Human factors and the new Vision for Space Exploration

It may seem a little ignominious to begin a discussion on human spaceflight by examining the behavior of apes. But then, all things in nature tend to be hierarchical in that highly organized living creatures tend to include previously tried and true physiological architectures. The brain, for example, is a hierarchical structure: The brainstem and the reptilian complex make up the earliest structures, followed by the limbic system (also called the mammalian brain) and, finally, the “neo” cortex (or modern brain). In other words, even if certain psycho-physiological systems appear to have outlived their usefulness, they remain “online” or, at the very least, leave behind some remnant to remind us of what we once were. And so our friend the ape serves as an apt introduction to the subject of human behavior in isolated groups.
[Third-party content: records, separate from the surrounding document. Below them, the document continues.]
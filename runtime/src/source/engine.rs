//! Container engine CLI source.
//!
//! Drives a docker-compatible command line (`docker`, `podman`):
//! `image inspect` checks presence, `save` streams the archive on stdout,
//! `pull` fetches from a registry.

use std::io::{self, Read};
use std::process::{Child, ChildStdout, Command, Stdio};
use std::thread::JoinHandle;

use splat_core::error::{Result, SplatError};

use super::ImageSource;

/// Image source backed by a container engine binary.
#[derive(Debug, Clone)]
pub struct EngineSource {
    binary: String,
    global_args: Vec<String>,
}

impl EngineSource {
    pub fn new(binary: impl Into<String>) -> Self {
        Self {
            binary: binary.into(),
            global_args: Vec::new(),
        }
    }

    /// Arguments placed before every subcommand (e.g. `--context remote`).
    pub fn with_args(mut self, args: Vec<String>) -> Self {
        self.global_args = args;
        self
    }

    fn command(&self) -> Command {
        let mut cmd = Command::new(&self.binary);
        cmd.args(&self.global_args);
        cmd
    }

    fn spawn_error(&self, e: io::Error) -> SplatError {
        SplatError::Other(format!(
            "Failed to run {}: {} (is it installed?)",
            self.binary, e
        ))
    }

    /// Whether the engine has `reference` in its local image store.
    fn is_present(&self, reference: &str) -> Result<bool> {
        let output = self
            .command()
            .args(["image", "inspect", "--format", "{{.Id}}", reference])
            .stdin(Stdio::null())
            .output()
            .map_err(|e| self.spawn_error(e))?;

        if !output.status.success() {
            tracing::debug!(
                reference,
                stderr = %String::from_utf8_lossy(&output.stderr).trim(),
                "Image not present in engine store"
            );
        }
        Ok(output.status.success())
    }
}

impl ImageSource for EngineSource {
    fn describe(&self) -> String {
        std::iter::once(self.binary.as_str())
            .chain(self.global_args.iter().map(String::as_str))
            .collect::<Vec<_>>()
            .join(" ")
    }

    fn open(&self, reference: &str) -> Result<Box<dyn Read + Send>> {
        if !self.is_present(reference)? {
            return Err(SplatError::ImageNotFound {
                reference: reference.to_string(),
            });
        }

        let mut child = self
            .command()
            .args(["save", reference])
            .stdin(Stdio::null())
            .stdout(Stdio::piped())
            .stderr(Stdio::piped())
            .spawn()
            .map_err(|e| self.spawn_error(e))?;

        tracing::debug!(
            pid = child.id(),
            engine = %self.binary,
            reference,
            "Streaming image save"
        );

        let stdout = child.stdout.take().ok_or_else(|| {
            SplatError::Other(format!("{} save produced no stdout pipe", self.binary))
        })?;
        let stderr = child.stderr.take().map(|mut pipe| {
            std::thread::spawn(move || {
                let mut text = String::new();
                let _ = pipe.read_to_string(&mut text);
                text
            })
        });

        Ok(Box::new(SaveStream {
            binary: self.binary.clone(),
            child,
            stdout,
            stderr,
            finished: false,
        }))
    }

    fn pull(&self, reference: &str) -> Result<()> {
        tracing::info!(reference, engine = %self.binary, "Pulling image");

        let output = self
            .command()
            .args(["pull", reference])
            .stdin(Stdio::null())
            .output()
            .map_err(|e| SplatError::PullFailed {
                reference: reference.to_string(),
                message: format!("failed to run {}: {}", self.binary, e),
            })?;

        if !output.status.success() {
            let stderr = String::from_utf8_lossy(&output.stderr);
            return Err(SplatError::PullFailed {
                reference: reference.to_string(),
                message: format!(
                    "{} pull exited with {}: {}",
                    self.binary,
                    output.status.code().unwrap_or(-1),
                    stderr.trim()
                ),
            });
        }

        Ok(())
    }
}

/// Stdout of a running `save`; a failed exit shows up as a read error at EOF.
struct SaveStream {
    binary: String,
    child: Child,
    stdout: ChildStdout,
    /// Drained on its own thread so a chatty engine cannot block on a full pipe.
    stderr: Option<JoinHandle<String>>,
    finished: bool,
}

impl SaveStream {
    fn finish(&mut self) -> io::Result<()> {
        self.finished = true;
        let status = self.child.wait()?;
        let stderr = self
            .stderr
            .take()
            .and_then(|handle| handle.join().ok())
            .unwrap_or_default();

        if status.success() {
            return Ok(());
        }

        Err(io::Error::new(
            io::ErrorKind::Other,
            format!(
                "{} save exited with {}: {}",
                self.binary,
                status.code().unwrap_or(-1),
                stderr.trim()
            ),
        ))
    }
}

impl Read for SaveStream {
    fn read(&mut self, buf: &mut [u8]) -> io::Result<usize> {
        if self.finished {
            return Ok(0);
        }

        let n = self.stdout.read(buf)?;
        if n == 0 && !buf.is_empty() {
            self.finish()?;
        }
        Ok(n)
    }
}

impl Drop for SaveStream {
    fn drop(&mut self) {
        if !self.finished {
            let _ = self.child.kill();
            let _ = self.child.wait();
        }
    }
}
Anthropologists studying apes in Africa have found many interesting parallels between human behavior and the behavior of apes. Apes generally live in the forest where they are relatively safe from predators due to the sanctuary provided for them by the trees. However, in periods of food scarcity they must migrate to other forested areas, which sometimes involves long periods of travel across the African open plains. During these long migrations they are extremely vulnerable to attack by predators. After several days without an attack a rather curious behavior begins to emerge: the apes begin to attack and kill each other. It is theorized that the long periods of physiological mobilization due to fear of attack ultimately overrides the apes’ inherently altruistic nature, resulting in violence towards each other. (This mobilization is often referred to as the “fight or flight” response). In human beings, when a threatening situation is prolonged and never resolved, the sympathetic nervous system essentially remains engaged, or at least never completely disengages. The sympathetic nervous system is responsible for mobilizing the body for action in the face of a threat to survival (fighting or fleeing).

Probably the most important issue of long-term spaceflight with respect to the human element is that of compatibility.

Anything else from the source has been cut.